Time course of attentional modulations as a function of search condition for Experiment II. (A) Results for motion-cueing conditions. (B) Results for the color-cueing conditions. Continuous line in the main panel represents the population-averaged differential histogram (saccade-aligned histogram minus the matched baseline) calculated for 100-ms sliding window with 1-ms step. Broken error-lines represent standard error of the mean. The monotonic nondecreasing graph below the zero line is the cumulative histogram of saccade latencies, normalized to range from 0 to 1. The vertical dotted lines denote the time point after which all trials contribute to the histogram. The Insets display stimulus onset-aligned histograms (continuous line) with population-averaged matched baselines (broken lines). The vertical lines denote the time point before which all trials contribute to the averaged histogram. Target-in-RF conditions (top row) exhibited characteristic presaccadic modulation of population response (sliding-window Wilcoxon–Mann–Whitney rank-sum test, P < 0.05). A smaller and transient, but significant, modulation of population response was present for semitarget-in-RF condition (middle row). No modulation was seen for antitarget-in-RF condition (bottom row).
Fig. 4B illustrates responses to color-cueing condition sets. At the population level, we observed a presaccadic modulation of ≈20% for the target-in-RF condition, which reached significance ≈150 ms before saccade onset. For the semitarget-in-RF condition, we detected significant modulation within a window extending from 240 to 160 ms before saccade onset. Interestingly, this semitarget modulation was stronger (median modulation = 15%, mean = 41%) and extended for a longer period than that observed for the motion-cueing case. This is consistent with our behavioral results, which indicate that color semitargets were more salient than motion semitargets (14). No significant modulation was seen for the antitarget-in-RF condition. As for motion-specific modulations, color-specific modulation decayed to a non-significant level immediately before saccade onset.
The transient nature of motion and color-selective modulations suggests that, as visual search progresses, the spatial focus of the feature-specific parallel search mechanism narrows from a globally distributed pattern to conclude with a pattern constrained to the target location.
Discussion
The experiments reported herein were designed to identify neuronal events associated with visual search for conjunctions of features. We identified two types of neuronal response modulation, which had different dynamics and were associated with different components of the search process. In the remainder of this Discussion, we address the relationship between our findings and those of other studies that have explored the neuronal bases of visual search and focal attention. We also consider the significance of our findings for theories of attention dynamics during visual search and neuronal mechanisms of feature binding.

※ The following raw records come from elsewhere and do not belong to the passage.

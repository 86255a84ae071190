use std::{
    fs::{self, File},
    path::{Path, PathBuf},
};

use serde::{Deserialize, Serialize};

use crate::domain::place::NormalizedRecord;

const HEADER: [&str; 14] = [
    "Search Term",
    "City",
    "Sub Region",
    "Name",
    "Address",
    "Phone",
    "Website",
    "Rating",
    "Reviews",
    "Category",
    "Opening Hours",
    "Place ID",
    "Lat",
    "Lon",
];
const PHONE_COLUMN: usize = 5;
const WEBSITE_COLUMN: usize = 6;

/// Per-job CSV export. Every row is flushed so a crash leaves a valid
/// partial file behind.
pub struct ExportWriter {
    path: PathBuf,
    writer: csv::Writer<File>,
    rows: u64,
}

impl ExportWriter {
    pub fn create(path: &Path) -> Result<Self, csv::Error> {
        if let Some(parent) = path.parent().filter(|p| !p.as_os_str().is_empty()) {
            fs::create_dir_all(parent)?;
        }

        let mut writer = csv::Writer::from_path(path)?;
        writer.write_record(HEADER)?;
        writer.flush()?;

        Ok(ExportWriter {
            path: path.to_path_buf(),
            writer,
            rows: 0,
        })
    }

    pub fn append(&mut self, record: &NormalizedRecord) -> Result<(), csv::Error> {
        let rating = record.rating.map(|r| r.to_string()).unwrap_or_default();
        let reviews = record
            .review_count
            .map(|r| r.to_string())
            .unwrap_or_default();

        self.writer.write_record([
            record.search_term.as_str(),
            record.location_label.as_str(),
            record.sub_region.as_deref().unwrap_or_default(),
            record.name.as_str(),
            record.address.as_deref().unwrap_or_default(),
            record.phone.as_deref().unwrap_or_default(),
            record.website.as_deref().unwrap_or_default(),
            rating.as_str(),
            reviews.as_str(),
            record.category.as_deref().unwrap_or_default(),
            record.opening_hours.as_deref().unwrap_or_default(),
            record.place_id.as_str(),
            record.latitude.to_string().as_str(),
            record.longitude.to_string().as_str(),
        ])?;
        self.writer.flush()?;
        self.rows += 1;
        Ok(())
    }

    pub fn rows(&self) -> u64 {
        self.rows
    }

    pub fn path(&self) -> &Path {
        &self.path
    }
}

#[derive(Debug, Clone, Copy, Default, Serialize, Deserialize)]
#[serde(default)]
pub struct ContactRequirement {
    pub require_phone: bool,
    pub require_website: bool,
}

/// Copies `source` to `destination` keeping only rows with the requested
/// contact fields. Returns the number of data rows kept.
pub fn filter_export(
    source: &Path,
    destination: &Path,
    requirement: ContactRequirement,
) -> Result<u64, csv::Error> {
    let mut reader = csv::ReaderBuilder::new()
        .flexible(true)
        .from_path(source)?;
    let mut writer = csv::Writer::from_path(destination)?;
    writer.write_record(reader.headers()?)?;

    let mut kept = 0;
    for row in reader.records() {
        let row = row?;
        let present = |column: usize| row.get(column).is_some_and(|v| !v.trim().is_empty());

        if (!requirement.require_phone || present(PHONE_COLUMN))
            && (!requirement.require_website || present(WEBSITE_COLUMN))
        {
            writer.write_record(&row)?;
            kept += 1;
        }
    }
    writer.flush()?;

    Ok(kept)
}

/// `leads_de_1.csv` -> `leads_de_1_filtered.csv`
pub fn filtered_name(filename: &str) -> String {
    match filename.strip_suffix(".csv") {
        Some(stem) => format!("{}_filtered.csv", stem),
        None => format!("{}_filtered", filename),
    }
}

#[cfg(test)]
mod tests {
    use tempfile::tempdir;

    use super::{filter_export, filtered_name, ContactRequirement, ExportWriter};
    use crate::domain::place::NormalizedRecord;

    fn record(id: &str, phone: Option<&str>, website: Option<&str>) -> NormalizedRecord {
        NormalizedRecord {
            place_id: id.to_string(),
            region: "de".to_string(),
            search_term: "\"Steuerberater\"".to_string(),
            location_label: "Leipzig".to_string(),
            sub_region: Some("SN".to_string()),
            name: format!("Kanzlei {}, Partner", id),
            address: Some("Markt 1, 04109 Leipzig".to_string()),
            phone: phone.map(str::to_string),
            website: website.map(str::to_string),
            rating: Some(4.8),
            review_count: Some(12),
            category: None,
            opening_hours: None,
            price_level: None,
            description: None,
            latitude: 51.34,
            longitude: 12.37,
        }
    }

    #[test]
    fn header_is_written_before_any_row() {
        let dir = tempdir().unwrap();
        let path = dir.path().join("exports").join("empty.csv");
        let writer = ExportWriter::create(&path).unwrap();

        assert_eq!(writer.rows(), 0);
        let content = std::fs::read_to_string(&path).unwrap();
        assert!(content.starts_with("Search Term,City,Sub Region,Name"));
        assert_eq!(content.lines().count(), 1);
    }

    #[test]
    fn rows_are_visible_immediately() {
        let dir = tempdir().unwrap();
        let path = dir.path().join("rows.csv");
        let mut writer = ExportWriter::create(&path).unwrap();
        writer.append(&record("1", Some("0341 1"), None)).unwrap();

        let mut reader = csv::Reader::from_path(&path).unwrap();
        let rows: Vec<csv::StringRecord> = reader.records().map(|r| r.unwrap()).collect();

        assert_eq!(rows.len(), 1);
        assert_eq!(&rows[0][3], "Kanzlei 1, Partner");
        assert_eq!(&rows[0][11], "1");
        assert_eq!(writer.rows(), 1);
    }

    #[test]
    fn filter_keeps_rows_with_required_contacts() {
        let dir = tempdir().unwrap();
        let source = dir.path().join("leads.csv");
        let mut writer = ExportWriter::create(&source).unwrap();
        writer.append(&record("1", Some("0341 1"), None)).unwrap();
        writer
            .append(&record("2", Some("0341 2"), Some("https://two.example")))
            .unwrap();
        writer.append(&record("3", None, Some("https://three.example"))).unwrap();

        let destination = dir.path().join(filtered_name("leads.csv"));
        let kept = filter_export(
            &source,
            &destination,
            ContactRequirement {
                require_phone: true,
                require_website: false,
            },
        )
        .unwrap();
        assert_eq!(kept, 2);

        let both = filter_export(
            &source,
            &dir.path().join("both.csv"),
            ContactRequirement {
                require_phone: true,
                require_website: true,
            },
        )
        .unwrap();
        assert_eq!(both, 1);

        let content = std::fs::read_to_string(&destination).unwrap();
        assert!(content.starts_with("Search Term"));
    }

    #[test]
    fn filtered_name_appends_suffix() {
        assert_eq!(filtered_name("leads_de_1.csv"), "leads_de_1_filtered.csv");
        assert_eq!(filtered_name("leads"), "leads_filtered");
    }
}
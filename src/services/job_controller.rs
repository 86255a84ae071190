use std::{
    path::PathBuf,
    sync::{
        atomic::{AtomicBool, Ordering},
        Arc, Mutex, PoisonError,
    },
};

use chrono::Utc;
use serde::Serialize;
use uuid::Uuid;

use crate::{
    dal::history_log::HistoryLog,
    domain::{
        history::HistoryEntry,
        job::{CrawlOutcome, CrawlParameters, JobState, JobStatus},
    },
    services::crawler::{run_crawl, CrawlContext},
};

struct SharedJob {
    status: Mutex<JobStatus>,
    stop_requested: AtomicBool,
}

/// The worker's view of the job: progress updates and the stop flag.
#[derive(Clone)]
pub struct JobHandle {
    shared: Arc<SharedJob>,
}

impl JobHandle {
    pub fn new(status: JobStatus) -> Self {
        JobHandle {
            shared: Arc::new(SharedJob {
                status: Mutex::new(status),
                stop_requested: AtomicBool::new(false),
            }),
        }
    }

    /// Runs `f` under the status lock. Never hold the result across an await.
    pub fn update<T>(&self, f: impl FnOnce(&mut JobStatus) -> T) -> T {
        let mut status = self
            .shared
            .status
            .lock()
            .unwrap_or_else(PoisonError::into_inner);
        f(&mut status)
    }

    pub fn request_stop(&self) {
        self.shared.stop_requested.store(true, Ordering::SeqCst);
    }

    pub fn stop_requested(&self) -> bool {
        self.shared.stop_requested.load(Ordering::SeqCst)
    }
}

#[derive(Debug, Clone, Serialize)]
pub struct JobTicket {
    pub job_id: Uuid,
    pub filename: String,
}

#[derive(Debug, thiserror::Error)]
pub enum SubmitError {
    #[error("Job already running.")]
    AlreadyRunning,
    #[error("{0}")]
    Invalid(String),
}

/// Owns the single crawl slot. At most one job runs at a time.
pub struct JobController {
    handle: JobHandle,
    ctx: Arc<CrawlContext>,
    history: Arc<HistoryLog>,
}

impl JobController {
    pub fn new(ctx: CrawlContext) -> Self {
        let history = HistoryLog::new(ctx.settings.history_file.clone());
        let idle = JobStatus::idle(ctx.settings.max_pending_logs);

        JobController {
            handle: JobHandle::new(idle),
            ctx: Arc::new(ctx),
            history: Arc::new(history),
        }
    }

    pub fn submit(&self, params: CrawlParameters) -> Result<JobTicket, SubmitError> {
        let params = params.validate().map_err(SubmitError::Invalid)?;
        let job_id = Uuid::new_v4();
        let filename = params.export_filename(Utc::now().timestamp(), &job_id);

        self.handle.update(|status| {
            if status.is_running {
                return Err(SubmitError::AlreadyRunning);
            }
            *status = JobStatus::starting(
                job_id,
                &params,
                &filename,
                self.ctx.settings.max_pending_logs,
            );
            self.handle.shared.stop_requested.store(false, Ordering::SeqCst);
            Ok(())
        })?;

        log::info!(
            "Starting job {} for '{}' in {} with target {}",
            job_id,
            params.subject(),
            params.region,
            params.target
        );

        tokio::spawn(run_job(
            params,
            self.ctx.settings.export_dir.join(&filename),
            self.ctx.clone(),
            self.handle.clone(),
            self.history.clone(),
        ));

        Ok(JobTicket { job_id, filename })
    }

    /// Cooperative: the worker notices at its next location or page.
    pub fn stop(&self) {
        self.handle.request_stop();
        self.handle.update(|status| {
            if status.is_running {
                status.push_log("Stop requested".to_string());
            }
        });
    }

    pub fn snapshot(&self) -> JobStatus {
        self.handle.update(|status| status.take_snapshot())
    }

    pub fn history(&self) -> Vec<HistoryEntry> {
        self.history.list()
    }

    pub fn categories(&self) -> Vec<String> {
        self.ctx
            .catalog
            .category_keys()
            .into_iter()
            .map(str::to_string)
            .collect()
    }

    pub fn export_dir(&self) -> PathBuf {
        self.ctx.settings.export_dir.clone()
    }
}

async fn run_job(
    params: CrawlParameters,
    export_path: PathBuf,
    ctx: Arc<CrawlContext>,
    handle: JobHandle,
    history: Arc<HistoryLog>,
) {
    // Run the crawl in its own task so a panic still ends the job.
    let worker = {
        let params = params.clone();
        let export_path = export_path.clone();
        let handle = handle.clone();
        tokio::spawn(async move { run_crawl(&params, &export_path, &ctx, &handle).await })
    };

    let (state, message) = match worker.await {
        Ok(Ok(outcome)) => (JobState::from(outcome), finish_message(outcome).to_string()),
        Ok(Err(e)) => {
            log::error!("Crawl for '{}' failed: {}", params.subject(), e);
            (JobState::Failed, format!("Error: {}", e))
        }
        Err(e) => {
            log::error!("Crawl worker for '{}' crashed: {:?}", params.subject(), e);
            (JobState::Failed, "Error: crawl worker crashed".to_string())
        }
    };

    let accepted = handle.update(|status| {
        status.push_log(message.clone());
        status.finish(state, message);
        status.total_leads
    });
    log::info!(
        "Job for '{}' ended as {:?} with {} leads",
        params.subject(),
        state,
        accepted
    );

    if !export_path.exists() {
        return;
    }
    let filename = export_path
        .file_name()
        .map(|f| f.to_string_lossy().to_string())
        .unwrap_or_default();
    let entry = HistoryEntry::new(
        Utc::now(),
        params.subject(),
        &params.region,
        params.target,
        accepted,
        state,
        &filename,
    );
    if let Err(e) = history.record(entry) {
        log::error!("Failed to record history for {}: {:?}", filename, e);
    }
}

fn finish_message(outcome: CrawlOutcome) -> &'static str {
    match outcome {
        CrawlOutcome::Completed => "Job finished.",
        CrawlOutcome::LimitReached => "Limit reached.",
        CrawlOutcome::Stopped => "Job stopped.",
    }
}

Relationship to Other Studies of Attentional Modulation.
Attentional selection.
At the behavioral level, attentional selection refers to the phenomenon in which a target is selected from among other stimuli that are competing for attention. The phenomenon is well-characterized by the process of visual search. Chelazzi et al. (9) recorded from inferior temporal cortex in monkeys that had been trained on a visual search task. On each trial, a target and one distractor were positioned in the RF of the recorded neuron, and target identification was indicated by a saccade to the target location. Neuronal response rate remained high when the behavioral target was a “good” stimulus (i.e., a stimulus eliciting a strong response when presented alone), but declined ≈120 ms before the saccade when the target was a “poor” stimulus. Similar effects were seen in area V4 (22).
Although there are intriguing similarities between the Chelazzi et al. (9) results and our own findings, the paradigms differ in several key respects. For example, the behavioral tasks differ in terms of (i) the number of features that conjointly defined the target (two in our study vs. many in Chelazzi et al.), and (ii) the number of distractors in the search display (seven in our study vs. one and four in Chelazzi et al.). Most importantly, perhaps, were differences in the positioning of stimuli relative to the RF of each recorded neuron. Chelazzi et al. placed a target and a distractor in the RF, whereas we placed only one stimulus in the RF. The presaccadic response differential of Chelazzi et al. may reflect a process through which multiple RF stimuli “compete” for representation by the cell, and competition is resolved in favor of any one of them (23, 24). By contrast, the analogous response differential in our experiments is between targets and nontargets in the RF. The observed response enhancement to RF targets may be a product of an interneuronal competition that serves attentional selection, but the overt manifestation of this selection is simply facilitation.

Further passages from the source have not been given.